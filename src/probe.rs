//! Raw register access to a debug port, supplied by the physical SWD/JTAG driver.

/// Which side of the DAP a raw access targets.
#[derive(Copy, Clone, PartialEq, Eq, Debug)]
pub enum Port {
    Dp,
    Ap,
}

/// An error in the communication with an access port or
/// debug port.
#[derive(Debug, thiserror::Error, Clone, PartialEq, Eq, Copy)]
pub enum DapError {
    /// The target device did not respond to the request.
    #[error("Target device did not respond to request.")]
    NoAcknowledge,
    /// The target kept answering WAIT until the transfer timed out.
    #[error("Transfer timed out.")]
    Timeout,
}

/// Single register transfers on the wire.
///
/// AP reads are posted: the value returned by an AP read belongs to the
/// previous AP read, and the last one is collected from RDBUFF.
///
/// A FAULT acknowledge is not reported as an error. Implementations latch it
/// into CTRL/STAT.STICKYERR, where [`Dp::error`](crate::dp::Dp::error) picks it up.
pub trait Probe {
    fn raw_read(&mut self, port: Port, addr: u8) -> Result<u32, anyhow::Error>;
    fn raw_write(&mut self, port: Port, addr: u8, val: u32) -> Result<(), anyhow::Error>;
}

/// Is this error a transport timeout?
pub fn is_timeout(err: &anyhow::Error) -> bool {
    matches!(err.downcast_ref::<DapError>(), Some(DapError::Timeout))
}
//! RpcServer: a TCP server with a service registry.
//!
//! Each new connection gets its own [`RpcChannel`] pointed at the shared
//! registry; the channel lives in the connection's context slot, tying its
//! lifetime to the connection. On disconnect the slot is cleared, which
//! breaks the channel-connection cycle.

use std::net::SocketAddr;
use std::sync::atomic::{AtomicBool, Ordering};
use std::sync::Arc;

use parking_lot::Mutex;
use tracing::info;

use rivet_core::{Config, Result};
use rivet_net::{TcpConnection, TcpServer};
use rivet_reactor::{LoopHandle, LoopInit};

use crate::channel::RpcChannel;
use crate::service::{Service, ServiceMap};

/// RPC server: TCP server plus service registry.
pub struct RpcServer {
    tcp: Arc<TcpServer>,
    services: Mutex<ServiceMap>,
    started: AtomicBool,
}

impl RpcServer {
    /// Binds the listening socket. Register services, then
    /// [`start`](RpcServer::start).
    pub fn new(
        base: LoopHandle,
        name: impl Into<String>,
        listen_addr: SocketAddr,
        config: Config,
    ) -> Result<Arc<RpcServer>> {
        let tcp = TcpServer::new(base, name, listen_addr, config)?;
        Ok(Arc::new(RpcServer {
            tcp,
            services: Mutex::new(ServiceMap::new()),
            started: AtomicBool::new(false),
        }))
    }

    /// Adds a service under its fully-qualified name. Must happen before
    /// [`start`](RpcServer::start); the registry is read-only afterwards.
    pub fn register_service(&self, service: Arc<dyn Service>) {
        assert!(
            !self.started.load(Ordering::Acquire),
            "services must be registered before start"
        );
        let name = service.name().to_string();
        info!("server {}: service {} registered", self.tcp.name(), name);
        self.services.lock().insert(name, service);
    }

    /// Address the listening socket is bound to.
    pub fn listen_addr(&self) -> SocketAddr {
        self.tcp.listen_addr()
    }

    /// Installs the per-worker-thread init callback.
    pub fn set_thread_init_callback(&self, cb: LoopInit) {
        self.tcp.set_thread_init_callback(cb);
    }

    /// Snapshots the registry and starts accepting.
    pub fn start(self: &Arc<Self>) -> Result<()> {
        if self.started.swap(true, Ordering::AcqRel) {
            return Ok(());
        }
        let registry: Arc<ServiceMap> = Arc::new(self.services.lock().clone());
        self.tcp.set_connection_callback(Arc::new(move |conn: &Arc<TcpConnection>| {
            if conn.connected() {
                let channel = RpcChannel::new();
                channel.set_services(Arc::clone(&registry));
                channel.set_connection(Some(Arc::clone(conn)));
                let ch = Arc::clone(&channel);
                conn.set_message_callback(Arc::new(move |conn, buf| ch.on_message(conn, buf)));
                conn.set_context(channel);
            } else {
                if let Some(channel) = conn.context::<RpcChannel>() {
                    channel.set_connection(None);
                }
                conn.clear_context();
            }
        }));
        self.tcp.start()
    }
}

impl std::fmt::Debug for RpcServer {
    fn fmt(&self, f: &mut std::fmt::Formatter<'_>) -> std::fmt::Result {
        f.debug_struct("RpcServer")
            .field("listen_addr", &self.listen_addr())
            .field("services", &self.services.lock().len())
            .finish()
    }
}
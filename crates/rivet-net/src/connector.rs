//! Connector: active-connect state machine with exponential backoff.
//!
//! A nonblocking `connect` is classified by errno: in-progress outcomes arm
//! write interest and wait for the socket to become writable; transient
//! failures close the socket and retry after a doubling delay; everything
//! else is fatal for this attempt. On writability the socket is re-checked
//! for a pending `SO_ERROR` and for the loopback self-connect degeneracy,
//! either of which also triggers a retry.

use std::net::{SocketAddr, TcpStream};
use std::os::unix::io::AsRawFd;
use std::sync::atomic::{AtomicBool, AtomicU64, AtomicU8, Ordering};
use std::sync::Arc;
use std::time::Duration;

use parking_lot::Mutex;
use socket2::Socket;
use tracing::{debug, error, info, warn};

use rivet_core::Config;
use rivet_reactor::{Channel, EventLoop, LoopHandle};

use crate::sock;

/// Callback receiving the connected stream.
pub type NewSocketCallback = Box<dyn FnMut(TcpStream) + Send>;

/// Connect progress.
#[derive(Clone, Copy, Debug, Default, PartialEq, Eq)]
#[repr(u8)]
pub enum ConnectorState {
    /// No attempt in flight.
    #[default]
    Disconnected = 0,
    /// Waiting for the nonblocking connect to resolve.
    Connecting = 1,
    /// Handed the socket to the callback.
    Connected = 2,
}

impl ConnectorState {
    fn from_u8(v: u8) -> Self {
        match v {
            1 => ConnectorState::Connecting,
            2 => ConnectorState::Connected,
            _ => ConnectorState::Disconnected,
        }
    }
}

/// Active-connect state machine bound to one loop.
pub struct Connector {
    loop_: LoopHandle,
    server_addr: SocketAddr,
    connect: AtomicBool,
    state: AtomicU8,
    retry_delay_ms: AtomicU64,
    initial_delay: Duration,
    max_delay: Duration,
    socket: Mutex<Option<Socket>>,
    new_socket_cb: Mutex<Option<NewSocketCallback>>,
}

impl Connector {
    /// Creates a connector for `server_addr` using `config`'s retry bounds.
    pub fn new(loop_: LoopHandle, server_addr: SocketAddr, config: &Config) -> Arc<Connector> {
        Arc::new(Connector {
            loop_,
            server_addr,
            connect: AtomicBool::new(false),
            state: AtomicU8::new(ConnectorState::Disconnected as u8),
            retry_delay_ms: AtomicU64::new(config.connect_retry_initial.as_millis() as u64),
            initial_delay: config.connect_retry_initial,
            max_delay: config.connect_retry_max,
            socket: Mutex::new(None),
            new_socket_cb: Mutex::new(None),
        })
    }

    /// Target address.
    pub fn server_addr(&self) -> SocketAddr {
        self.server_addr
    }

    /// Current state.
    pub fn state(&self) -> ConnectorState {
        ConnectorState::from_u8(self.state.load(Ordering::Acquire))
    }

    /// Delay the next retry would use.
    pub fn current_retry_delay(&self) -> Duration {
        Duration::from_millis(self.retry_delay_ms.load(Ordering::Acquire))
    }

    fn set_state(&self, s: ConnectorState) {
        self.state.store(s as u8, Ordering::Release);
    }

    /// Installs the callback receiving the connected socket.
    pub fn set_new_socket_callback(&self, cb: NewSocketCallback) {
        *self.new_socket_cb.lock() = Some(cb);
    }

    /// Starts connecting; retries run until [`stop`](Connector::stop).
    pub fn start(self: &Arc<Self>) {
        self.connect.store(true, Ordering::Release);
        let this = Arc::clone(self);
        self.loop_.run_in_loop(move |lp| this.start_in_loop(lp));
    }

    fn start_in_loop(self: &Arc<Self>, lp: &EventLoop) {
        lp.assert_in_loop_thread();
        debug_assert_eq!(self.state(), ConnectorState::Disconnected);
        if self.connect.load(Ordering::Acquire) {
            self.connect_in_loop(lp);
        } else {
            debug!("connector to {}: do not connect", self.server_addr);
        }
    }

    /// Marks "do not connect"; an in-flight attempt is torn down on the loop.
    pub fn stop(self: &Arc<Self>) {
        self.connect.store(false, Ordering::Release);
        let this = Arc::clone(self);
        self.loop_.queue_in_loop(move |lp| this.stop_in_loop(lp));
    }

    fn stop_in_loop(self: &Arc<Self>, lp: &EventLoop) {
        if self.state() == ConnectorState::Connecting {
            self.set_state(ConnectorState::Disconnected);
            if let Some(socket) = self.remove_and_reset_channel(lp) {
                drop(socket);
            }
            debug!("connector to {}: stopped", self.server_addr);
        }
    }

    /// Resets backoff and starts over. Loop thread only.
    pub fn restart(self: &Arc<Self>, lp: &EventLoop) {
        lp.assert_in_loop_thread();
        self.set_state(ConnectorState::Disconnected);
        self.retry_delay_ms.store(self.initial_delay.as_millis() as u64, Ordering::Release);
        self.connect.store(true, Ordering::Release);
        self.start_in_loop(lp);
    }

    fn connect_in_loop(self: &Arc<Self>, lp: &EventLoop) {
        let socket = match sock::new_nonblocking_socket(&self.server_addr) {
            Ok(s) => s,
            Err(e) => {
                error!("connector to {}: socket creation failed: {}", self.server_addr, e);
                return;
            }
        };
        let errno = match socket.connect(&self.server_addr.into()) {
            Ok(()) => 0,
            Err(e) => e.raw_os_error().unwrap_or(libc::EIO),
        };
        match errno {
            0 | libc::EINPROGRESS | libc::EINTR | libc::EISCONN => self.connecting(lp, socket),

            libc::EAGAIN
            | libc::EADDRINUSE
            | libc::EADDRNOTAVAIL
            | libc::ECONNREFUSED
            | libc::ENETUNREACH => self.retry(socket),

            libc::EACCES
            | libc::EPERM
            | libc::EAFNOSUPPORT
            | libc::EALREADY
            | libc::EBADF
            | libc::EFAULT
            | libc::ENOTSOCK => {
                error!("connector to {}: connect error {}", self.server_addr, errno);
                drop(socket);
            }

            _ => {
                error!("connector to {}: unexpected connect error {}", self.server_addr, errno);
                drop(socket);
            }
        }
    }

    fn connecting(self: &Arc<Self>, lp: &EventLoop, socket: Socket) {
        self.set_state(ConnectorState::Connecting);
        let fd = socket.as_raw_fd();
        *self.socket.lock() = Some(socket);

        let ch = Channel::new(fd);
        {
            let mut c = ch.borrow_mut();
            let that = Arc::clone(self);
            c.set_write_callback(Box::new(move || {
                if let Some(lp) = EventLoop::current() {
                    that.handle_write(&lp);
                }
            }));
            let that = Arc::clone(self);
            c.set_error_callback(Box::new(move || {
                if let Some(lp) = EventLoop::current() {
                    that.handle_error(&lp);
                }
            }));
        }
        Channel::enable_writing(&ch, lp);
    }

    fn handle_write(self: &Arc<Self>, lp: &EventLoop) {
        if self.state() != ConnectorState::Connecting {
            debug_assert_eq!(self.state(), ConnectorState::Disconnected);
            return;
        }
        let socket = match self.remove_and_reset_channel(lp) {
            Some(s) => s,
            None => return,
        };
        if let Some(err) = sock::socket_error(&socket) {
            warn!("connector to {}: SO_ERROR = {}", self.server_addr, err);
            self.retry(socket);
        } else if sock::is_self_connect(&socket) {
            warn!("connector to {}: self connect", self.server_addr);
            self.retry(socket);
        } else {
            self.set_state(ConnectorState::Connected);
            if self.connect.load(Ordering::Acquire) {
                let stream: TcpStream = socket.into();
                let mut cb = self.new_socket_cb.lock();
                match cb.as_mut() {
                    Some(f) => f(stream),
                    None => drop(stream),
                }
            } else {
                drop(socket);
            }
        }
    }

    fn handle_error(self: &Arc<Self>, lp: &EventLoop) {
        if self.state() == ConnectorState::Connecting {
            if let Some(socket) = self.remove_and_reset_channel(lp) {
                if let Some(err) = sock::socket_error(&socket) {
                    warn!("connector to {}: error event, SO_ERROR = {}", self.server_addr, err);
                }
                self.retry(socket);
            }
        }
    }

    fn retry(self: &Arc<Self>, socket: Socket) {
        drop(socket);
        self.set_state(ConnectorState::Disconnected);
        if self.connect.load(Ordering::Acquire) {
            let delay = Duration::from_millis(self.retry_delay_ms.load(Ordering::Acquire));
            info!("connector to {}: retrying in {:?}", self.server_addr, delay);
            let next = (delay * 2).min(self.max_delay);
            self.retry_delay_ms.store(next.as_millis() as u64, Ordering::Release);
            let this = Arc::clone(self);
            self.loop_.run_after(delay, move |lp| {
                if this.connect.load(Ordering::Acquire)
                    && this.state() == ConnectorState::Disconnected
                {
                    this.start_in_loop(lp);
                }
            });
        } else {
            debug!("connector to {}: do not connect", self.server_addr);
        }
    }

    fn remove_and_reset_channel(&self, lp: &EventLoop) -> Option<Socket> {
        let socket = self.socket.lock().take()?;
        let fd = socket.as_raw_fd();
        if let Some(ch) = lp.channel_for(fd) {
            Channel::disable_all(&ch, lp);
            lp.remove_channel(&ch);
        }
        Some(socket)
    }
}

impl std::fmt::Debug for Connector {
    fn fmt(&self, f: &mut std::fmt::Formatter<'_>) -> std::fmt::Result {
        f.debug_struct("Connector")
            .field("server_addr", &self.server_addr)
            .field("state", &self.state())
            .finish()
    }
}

------------------------------------

_Problem statement_:
In the records above, locate the lines holding the word "until". Copy each of them.

_Written reply_:
    /// The target kept answering WAIT until the transfer timed out.
    /// Starts connecting; retries run until [`stop`](Connector::stop).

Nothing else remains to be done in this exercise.